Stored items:
╭──
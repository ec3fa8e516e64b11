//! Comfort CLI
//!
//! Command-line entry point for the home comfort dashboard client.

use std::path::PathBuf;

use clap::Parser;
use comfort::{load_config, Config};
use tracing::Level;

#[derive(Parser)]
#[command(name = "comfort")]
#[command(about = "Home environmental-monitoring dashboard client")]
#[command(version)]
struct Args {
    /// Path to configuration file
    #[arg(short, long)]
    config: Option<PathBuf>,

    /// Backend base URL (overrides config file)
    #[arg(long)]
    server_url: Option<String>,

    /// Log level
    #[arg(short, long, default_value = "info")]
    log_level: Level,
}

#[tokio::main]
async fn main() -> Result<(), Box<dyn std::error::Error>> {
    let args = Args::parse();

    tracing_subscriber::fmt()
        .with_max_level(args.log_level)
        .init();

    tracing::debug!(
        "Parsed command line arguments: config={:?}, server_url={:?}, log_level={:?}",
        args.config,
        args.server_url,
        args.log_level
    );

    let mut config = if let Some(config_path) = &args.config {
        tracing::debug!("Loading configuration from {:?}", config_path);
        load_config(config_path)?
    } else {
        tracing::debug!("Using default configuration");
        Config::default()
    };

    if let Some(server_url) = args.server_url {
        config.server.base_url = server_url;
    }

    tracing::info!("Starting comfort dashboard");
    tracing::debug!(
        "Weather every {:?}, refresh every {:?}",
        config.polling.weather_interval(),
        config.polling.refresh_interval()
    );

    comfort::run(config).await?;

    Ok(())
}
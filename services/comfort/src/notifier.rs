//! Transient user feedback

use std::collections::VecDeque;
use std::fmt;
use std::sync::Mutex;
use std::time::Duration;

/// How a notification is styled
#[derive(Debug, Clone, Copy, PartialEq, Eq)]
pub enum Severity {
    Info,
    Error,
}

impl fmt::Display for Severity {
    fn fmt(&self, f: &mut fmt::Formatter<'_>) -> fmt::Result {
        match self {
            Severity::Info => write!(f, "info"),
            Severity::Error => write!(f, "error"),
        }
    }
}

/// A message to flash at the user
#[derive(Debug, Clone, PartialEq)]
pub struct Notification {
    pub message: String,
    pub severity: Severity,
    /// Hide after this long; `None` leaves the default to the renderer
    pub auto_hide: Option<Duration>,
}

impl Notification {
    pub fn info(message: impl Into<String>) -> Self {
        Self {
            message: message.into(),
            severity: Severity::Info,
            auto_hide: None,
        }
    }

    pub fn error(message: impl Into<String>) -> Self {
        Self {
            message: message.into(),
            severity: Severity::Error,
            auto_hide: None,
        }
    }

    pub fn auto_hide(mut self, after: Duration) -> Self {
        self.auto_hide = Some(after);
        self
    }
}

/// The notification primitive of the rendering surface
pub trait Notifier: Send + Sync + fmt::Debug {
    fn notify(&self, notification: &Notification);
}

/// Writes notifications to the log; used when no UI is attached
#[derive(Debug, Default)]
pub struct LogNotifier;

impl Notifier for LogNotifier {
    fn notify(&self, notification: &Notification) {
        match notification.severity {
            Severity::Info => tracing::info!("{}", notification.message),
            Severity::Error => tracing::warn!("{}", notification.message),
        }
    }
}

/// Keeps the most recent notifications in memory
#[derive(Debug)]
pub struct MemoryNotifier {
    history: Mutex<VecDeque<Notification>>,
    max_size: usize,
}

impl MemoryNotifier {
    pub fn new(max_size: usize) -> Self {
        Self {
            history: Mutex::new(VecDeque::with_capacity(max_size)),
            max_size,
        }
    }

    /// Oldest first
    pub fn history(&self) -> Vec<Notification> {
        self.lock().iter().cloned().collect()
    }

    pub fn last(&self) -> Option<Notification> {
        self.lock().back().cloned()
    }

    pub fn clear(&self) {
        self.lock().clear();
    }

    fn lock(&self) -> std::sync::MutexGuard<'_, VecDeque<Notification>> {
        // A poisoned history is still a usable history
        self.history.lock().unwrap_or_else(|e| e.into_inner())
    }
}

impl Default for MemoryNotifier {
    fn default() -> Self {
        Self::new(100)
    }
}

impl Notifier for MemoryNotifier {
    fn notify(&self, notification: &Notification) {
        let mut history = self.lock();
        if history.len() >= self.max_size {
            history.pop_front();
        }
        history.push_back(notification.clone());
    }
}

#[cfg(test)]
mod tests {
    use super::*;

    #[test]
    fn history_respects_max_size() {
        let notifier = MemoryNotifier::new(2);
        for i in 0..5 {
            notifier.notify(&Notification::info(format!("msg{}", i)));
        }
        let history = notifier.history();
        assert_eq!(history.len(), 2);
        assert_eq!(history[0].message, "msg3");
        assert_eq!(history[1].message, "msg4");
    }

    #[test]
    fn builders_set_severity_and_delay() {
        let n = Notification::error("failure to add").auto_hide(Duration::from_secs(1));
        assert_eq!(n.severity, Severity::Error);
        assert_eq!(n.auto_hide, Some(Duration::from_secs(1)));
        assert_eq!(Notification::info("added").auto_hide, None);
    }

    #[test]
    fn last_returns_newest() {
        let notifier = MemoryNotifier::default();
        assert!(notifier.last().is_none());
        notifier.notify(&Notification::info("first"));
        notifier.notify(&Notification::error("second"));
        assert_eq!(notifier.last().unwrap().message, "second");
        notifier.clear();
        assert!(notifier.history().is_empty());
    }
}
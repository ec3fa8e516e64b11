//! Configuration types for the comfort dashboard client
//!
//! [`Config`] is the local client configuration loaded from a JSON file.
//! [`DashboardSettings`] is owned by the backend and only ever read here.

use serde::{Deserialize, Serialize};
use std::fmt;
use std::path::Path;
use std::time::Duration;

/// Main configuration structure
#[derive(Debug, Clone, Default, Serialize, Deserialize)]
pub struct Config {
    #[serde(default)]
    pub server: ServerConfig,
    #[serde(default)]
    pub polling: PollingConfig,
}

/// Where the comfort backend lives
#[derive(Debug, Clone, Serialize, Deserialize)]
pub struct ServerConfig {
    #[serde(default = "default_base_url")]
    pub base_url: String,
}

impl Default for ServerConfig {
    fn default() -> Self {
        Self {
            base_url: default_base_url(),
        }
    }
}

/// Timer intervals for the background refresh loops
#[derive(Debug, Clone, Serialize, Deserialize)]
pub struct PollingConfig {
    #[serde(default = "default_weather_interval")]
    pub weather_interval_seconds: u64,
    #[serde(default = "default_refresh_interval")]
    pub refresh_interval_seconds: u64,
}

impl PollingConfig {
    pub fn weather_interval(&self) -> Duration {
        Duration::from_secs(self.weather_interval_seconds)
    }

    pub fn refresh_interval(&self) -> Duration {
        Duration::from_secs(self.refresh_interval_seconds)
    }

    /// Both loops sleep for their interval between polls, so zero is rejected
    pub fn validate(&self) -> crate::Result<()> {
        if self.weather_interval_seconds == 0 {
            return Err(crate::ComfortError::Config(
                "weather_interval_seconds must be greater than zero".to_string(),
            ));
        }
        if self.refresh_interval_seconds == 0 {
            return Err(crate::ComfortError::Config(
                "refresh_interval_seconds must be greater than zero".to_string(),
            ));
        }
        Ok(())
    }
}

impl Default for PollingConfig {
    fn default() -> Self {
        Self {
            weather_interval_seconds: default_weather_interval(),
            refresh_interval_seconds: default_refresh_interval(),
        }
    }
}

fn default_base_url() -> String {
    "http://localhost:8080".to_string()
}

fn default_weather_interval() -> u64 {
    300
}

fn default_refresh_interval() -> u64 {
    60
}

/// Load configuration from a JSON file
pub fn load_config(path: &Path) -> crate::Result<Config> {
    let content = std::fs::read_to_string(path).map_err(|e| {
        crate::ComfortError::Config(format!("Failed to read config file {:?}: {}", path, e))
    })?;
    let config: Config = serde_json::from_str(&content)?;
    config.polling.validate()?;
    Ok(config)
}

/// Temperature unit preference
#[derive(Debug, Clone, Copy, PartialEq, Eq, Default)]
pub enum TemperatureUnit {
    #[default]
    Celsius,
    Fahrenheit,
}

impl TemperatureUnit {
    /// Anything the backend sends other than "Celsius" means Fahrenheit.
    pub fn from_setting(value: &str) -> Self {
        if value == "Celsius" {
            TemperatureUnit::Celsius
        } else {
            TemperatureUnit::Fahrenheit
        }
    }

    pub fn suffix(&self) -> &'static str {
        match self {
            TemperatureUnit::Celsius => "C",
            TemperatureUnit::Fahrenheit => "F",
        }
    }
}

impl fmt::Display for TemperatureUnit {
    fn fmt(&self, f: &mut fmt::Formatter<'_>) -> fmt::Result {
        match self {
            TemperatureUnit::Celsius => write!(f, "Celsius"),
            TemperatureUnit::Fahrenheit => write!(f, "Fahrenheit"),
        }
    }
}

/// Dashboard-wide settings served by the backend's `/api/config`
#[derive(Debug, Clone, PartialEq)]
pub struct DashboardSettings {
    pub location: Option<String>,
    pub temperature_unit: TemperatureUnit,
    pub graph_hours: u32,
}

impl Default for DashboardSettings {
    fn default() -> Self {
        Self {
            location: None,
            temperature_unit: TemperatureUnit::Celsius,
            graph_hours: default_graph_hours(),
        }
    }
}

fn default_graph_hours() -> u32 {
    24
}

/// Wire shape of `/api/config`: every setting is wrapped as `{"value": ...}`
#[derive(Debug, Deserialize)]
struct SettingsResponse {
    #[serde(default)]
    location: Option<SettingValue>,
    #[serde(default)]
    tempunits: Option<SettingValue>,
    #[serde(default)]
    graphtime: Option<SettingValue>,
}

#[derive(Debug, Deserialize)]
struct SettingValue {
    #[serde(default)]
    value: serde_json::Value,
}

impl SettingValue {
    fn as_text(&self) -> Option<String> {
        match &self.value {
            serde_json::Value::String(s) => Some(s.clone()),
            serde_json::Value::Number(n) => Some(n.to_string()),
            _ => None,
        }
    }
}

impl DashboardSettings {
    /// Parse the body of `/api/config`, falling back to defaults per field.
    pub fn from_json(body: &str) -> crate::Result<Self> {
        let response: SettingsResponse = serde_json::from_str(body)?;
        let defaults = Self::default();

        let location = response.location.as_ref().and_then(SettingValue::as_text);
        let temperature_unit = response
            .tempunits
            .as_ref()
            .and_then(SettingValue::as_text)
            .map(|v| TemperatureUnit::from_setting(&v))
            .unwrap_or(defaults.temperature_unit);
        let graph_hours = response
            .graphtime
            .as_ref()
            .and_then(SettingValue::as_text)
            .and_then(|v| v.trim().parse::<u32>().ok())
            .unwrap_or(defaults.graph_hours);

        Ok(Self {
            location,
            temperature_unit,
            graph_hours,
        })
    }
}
╰──
From the records, copy out each line that includes the string "lock".

        self.lock().iter().cloned().collect()
        self.lock().back().cloned()
        self.lock().clear();
    fn lock(&self) -> std::sync::MutexGuard<'_, VecDeque<Notification>> {
        self.history.lock().unwrap_or_else(|e| e.into_inner())
        let mut history = self.lock();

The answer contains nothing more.